Like Dinky Barrister I hope that the Tories deliver on the promise to ensure that grandparents no longer have to go through the pretty pointless process of seeking leave to bring an application for Residence or Contact. For goodness sake the test is merely that they have an arguable case, not that the application will be successful at final hearing; so it has never been an effective barrier to those grandparents who have some childcare history with the child(ren). In my view it is an entirely otiose step that runs contrary to the no delay principle.
In my experience those treated worst are litigant in person grandparents, with a number of cases that I have been involved in still keeping me awake at night, months and years later.
One female judge recently made it crystal clear that even though the grandparents were arguably at least joint carers of a child in his infancy and beyond, that they must now be happy with the type and quantum of contact that the father of the child says they should have. The father is also a litigant in person and frankly he is getting responsibilities above his abilities after the child was removed from the mother. Amongst other failings this model (sic) father denied parentage of the child, was adjudged to have made masturbatory noises down the phone to mother, and was still awarded residence! It just shows that men can be as bad as women when awarded residence.
Incidentally I tried for ages to get a journalist to come along to the case above as I could not believe what was happening, without success. I will be posting on the lack of journalistic cover in the family courts in a day or two. And I have to say that the Grandparent’s Association were next to useless in assisting this couple who were members of the GA.
Even though Dinky correctly draws our attention to the indisputable fact that the current crop of grandparents are getting younger and therefore more than capable of remaining involved in the subject children’s lives for some considerable time, there are a huge swathe of grandparents out there in their early to mid 60’s who are treated as less than second class citizens by both the process and the judges. I always wondered whether some public schoolboy and schoolgirl judges ‘get’ the fact that grandparents want to be as involved as they can be, even after taking early retirement.

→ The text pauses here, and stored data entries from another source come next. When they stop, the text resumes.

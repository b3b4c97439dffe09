//! Game state and core simulation types
//!
//! Object kinds are a static table shared by reference; everything a host
//! needs to display a run lives in `RunState` and `Screen`.

use glam::Vec2;
use serde::{Deserialize, Serialize};

use crate::consts::MAX_LIVES;
use crate::{Rgba, rgb};

/// Which screen the host should show
#[derive(Debug, Clone, Copy, PartialEq, Eq, Default, Serialize, Deserialize)]
#[serde(rename_all = "snake_case")]
pub enum Screen {
    /// Waiting for the first play command
    #[default]
    Menu,
    /// Run in progress
    Playing,
    /// Run ended, waiting for play-again
    GameOver,
}

impl Screen {
    /// Whether `self -> next` is one of the three legal transitions
    pub fn can_transition_to(self, next: Screen) -> bool {
        matches!(
            (self, next),
            (Screen::Menu, Screen::Playing)
                | (Screen::Playing, Screen::GameOver)
                | (Screen::GameOver, Screen::Playing)
        )
    }
}

/// Object categories
#[derive(Debug, Clone, Copy, PartialEq, Eq, Hash, Serialize, Deserialize)]
#[serde(rename_all = "snake_case")]
pub enum Category {
    Apple,
    Orange,
    Banana,
    Strawberry,
    Watermelon,
    Pineapple,
    Bomb,
}

/// Immutable descriptor shared by every object of one category
#[derive(Debug, Clone, PartialEq)]
pub struct ObjectKind {
    pub category: Category,
    /// Score for slicing (negative for hazards)
    pub points: i64,
    pub radius: f32,
    /// Body fill
    pub color: Rgba,
    /// Flesh ring drawn inside the body, also used for juice
    pub inner_color: Option<Rgba>,
    /// Hazards cost a life when sliced and nothing when missed
    pub hazard: bool,
}

impl ObjectKind {
    /// Color used for juice particles and the cut face
    pub fn juice_color(&self) -> Rgba {
        self.inner_color.unwrap_or(self.color)
    }

    /// Apples and strawberries get a leaf
    pub fn has_leaf(&self) -> bool {
        matches!(self.category, Category::Apple | Category::Strawberry)
    }
}

/// Ordinary (non-hazard) kinds, drawn uniformly
pub static FRUIT_KINDS: [ObjectKind; 6] = [
    ObjectKind {
        category: Category::Apple,
        points: 1,
        radius: 44.0,
        color: rgb(0xe74c3c),
        inner_color: None,
        hazard: false,
    },
    ObjectKind {
        category: Category::Orange,
        points: 1,
        radius: 44.0,
        color: rgb(0xf39c12),
        inner_color: None,
        hazard: false,
    },
    ObjectKind {
        category: Category::Banana,
        points: 2,
        radius: 38.0,
        color: rgb(0xf1c40f),
        inner_color: None,
        hazard: false,
    },
    ObjectKind {
        category: Category::Strawberry,
        points: 2,
        radius: 36.0,
        color: rgb(0xe91e8a),
        inner_color: None,
        hazard: false,
    },
    ObjectKind {
        category: Category::Watermelon,
        points: 3,
        radius: 56.0,
        color: rgb(0x2ecc71),
        inner_color: Some(rgb(0xe74c3c)),
        hazard: false,
    },
    ObjectKind {
        category: Category::Pineapple,
        points: 4,
        radius: 50.0,
        color: rgb(0xf0b90b),
        inner_color: None,
        hazard: false,
    },
];

/// The single hazard kind
pub static HAZARD_KIND: ObjectKind = ObjectKind {
    category: Category::Bomb,
    points: -10,
    radius: 42.0,
    color: rgb(0x2c3e50),
    inner_color: None,
    hazard: true,
};

/// A falling object owned by the spawner
#[derive(Debug, Clone)]
pub struct FallingObject {
    pub id: u32,
    pub kind: &'static ObjectKind,
    pub pos: Vec2,
    /// Pixels per second, +y is down
    pub vel: Vec2,
    pub rotation: f32,
    /// Radians per second
    pub spin: f32,
    cut: bool,
    missed: bool,
}

impl FallingObject {
    pub fn new(id: u32, kind: &'static ObjectKind, pos: Vec2, vel: Vec2) -> Self {
        Self {
            id,
            kind,
            pos,
            vel,
            rotation: 0.0,
            spin: 0.0,
            cut: false,
            missed: false,
        }
    }

    #[inline]
    pub fn is_cut(&self) -> bool {
        self.cut
    }

    #[inline]
    pub fn is_missed(&self) -> bool {
        self.missed
    }

    /// Flag as cut. Returns false if it already was.
    pub fn mark_cut(&mut self) -> bool {
        if self.cut {
            return false;
        }
        self.cut = true;
        true
    }

    /// Flag as missed. Returns false if it already was.
    pub fn mark_missed(&mut self) -> bool {
        if self.missed {
            return false;
        }
        self.missed = true;
        true
    }

    /// Radius used by the intersection test
    #[inline]
    pub fn hit_radius(&self, bonus: f32) -> f32 {
        self.kind.radius + bonus
    }
}

/// Score/lives/combo view of the current run
#[derive(Debug, Clone, Copy, PartialEq, Serialize, Deserialize)]
pub struct RunState {
    pub score: u64,
    pub lives: u32,
    pub combo_count: u32,
    pub combo_multiplier: u32,
    pub elapsed_secs: f64,
    pub running: bool,
    pub game_over: bool,
}

impl Default for RunState {
    fn default() -> Self {
        Self {
            score: 0,
            lives: MAX_LIVES,
            combo_count: 0,
            combo_multiplier: 1,
            elapsed_secs: 0.0,
            running: false,
            game_over: false,
        }
    }
}

impl RunState {
    /// Fresh state for a run that is starting now
    pub fn started() -> Self {
        Self {
            running: true,
            ..Self::default()
        }
    }

    /// Add a signed point delta, clamping the score at zero
    pub fn apply_points(&mut self, delta: i64) {
        self.score = if delta >= 0 {
            self.score.saturating_add(delta as u64)
        } else {
            self.score.saturating_sub(delta.unsigned_abs())
        };
    }

    /// Take one life. Returns true if that was the last one.
    pub fn lose_life(&mut self) -> bool {
        self.lives = self.lives.saturating_sub(1);
        self.lives == 0
    }

    /// Freeze the run as terminal
    pub fn finish(&mut self) {
        self.running = false;
        self.game_over = true;
    }
}

#[cfg(test)]
mod tests {
    use super::*;

    #[test]
    fn test_screen_transitions() {
        assert!(Screen::Menu.can_transition_to(Screen::Playing));
        assert!(Screen::Playing.can_transition_to(Screen::GameOver));
        assert!(Screen::GameOver.can_transition_to(Screen::Playing));

        assert!(!Screen::Menu.can_transition_to(Screen::GameOver));
        assert!(!Screen::Playing.can_transition_to(Screen::Menu));
        assert!(!Screen::GameOver.can_transition_to(Screen::Menu));
        assert!(!Screen::Playing.can_transition_to(Screen::Playing));
    }

    #[test]
    fn test_flags_set_once() {
        let mut obj = FallingObject::new(1, &FRUIT_KINDS[0], Vec2::ZERO, Vec2::ZERO);
        assert!(obj.mark_cut());
        assert!(!obj.mark_cut());
        assert!(obj.mark_missed());
        assert!(!obj.mark_missed());
        assert!(obj.is_cut() && obj.is_missed());
    }

    #[test]
    fn test_score_clamps_at_zero() {
        let mut run = RunState::started();
        run.apply_points(3);
        run.apply_points(HAZARD_KIND.points);
        assert_eq!(run.score, 0);
        run.apply_points(7);
        assert_eq!(run.score, 7);
    }

    #[test]
    fn test_lose_life_saturates() {
        let mut run = RunState::started();
        assert!(!run.lose_life());
        assert!(!run.lose_life());
        assert!(run.lose_life());
        assert!(run.lose_life());
        assert_eq!(run.lives, 0);
    }

    #[test]
    fn test_kind_table() {
        assert!(FRUIT_KINDS.iter().all(|k| !k.hazard && k.points > 0));
        assert!(HAZARD_KIND.hazard && HAZARD_KIND.points < 0);
        let melon = FRUIT_KINDS
            .iter()
            .find(|k| k.category == Category::Watermelon)
            .unwrap();
        assert_eq!(melon.juice_color(), rgb(0xe74c3c));
        assert!(FRUIT_KINDS[0].has_leaf());
        assert!(!HAZARD_KIND.has_leaf());
    }

    #[test]
    fn test_run_state_serializes() {
        let json = serde_json::to_string(&RunState::started()).unwrap();
        let back: RunState = serde_json::from_str(&json).unwrap();
        assert!(back.running);
        assert_eq!(back.lives, MAX_LIVES);
        assert_eq!(serde_json::to_string(&Screen::GameOver).unwrap(), "\"game_over\"");
    }
}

Another oft forgotten element is the hierarchy of grandparents post separation, with more often than not the Maternal Grandparents getting any amount of contact that they can handle, even if they never bothered with the child(ren) before the split. The poor dad’s parents and extended family get the crumbs, often piggy backing onto the fathers contact. Problem with that approach is that if dad encounters a recalcitrant mother and finds himself in a contact centre, the extended family generally get zero contact until dad can get an order that is complied with , and that doesn’t restrict the contact environment. Rarely do I hear a judge of his or hear own motion asking about the state of contact with the extended family, and challenging mother about why contact is not happening with the paternal grandparents. I can safely say that this is a systemic criticism of all the jurisdictions that I work in.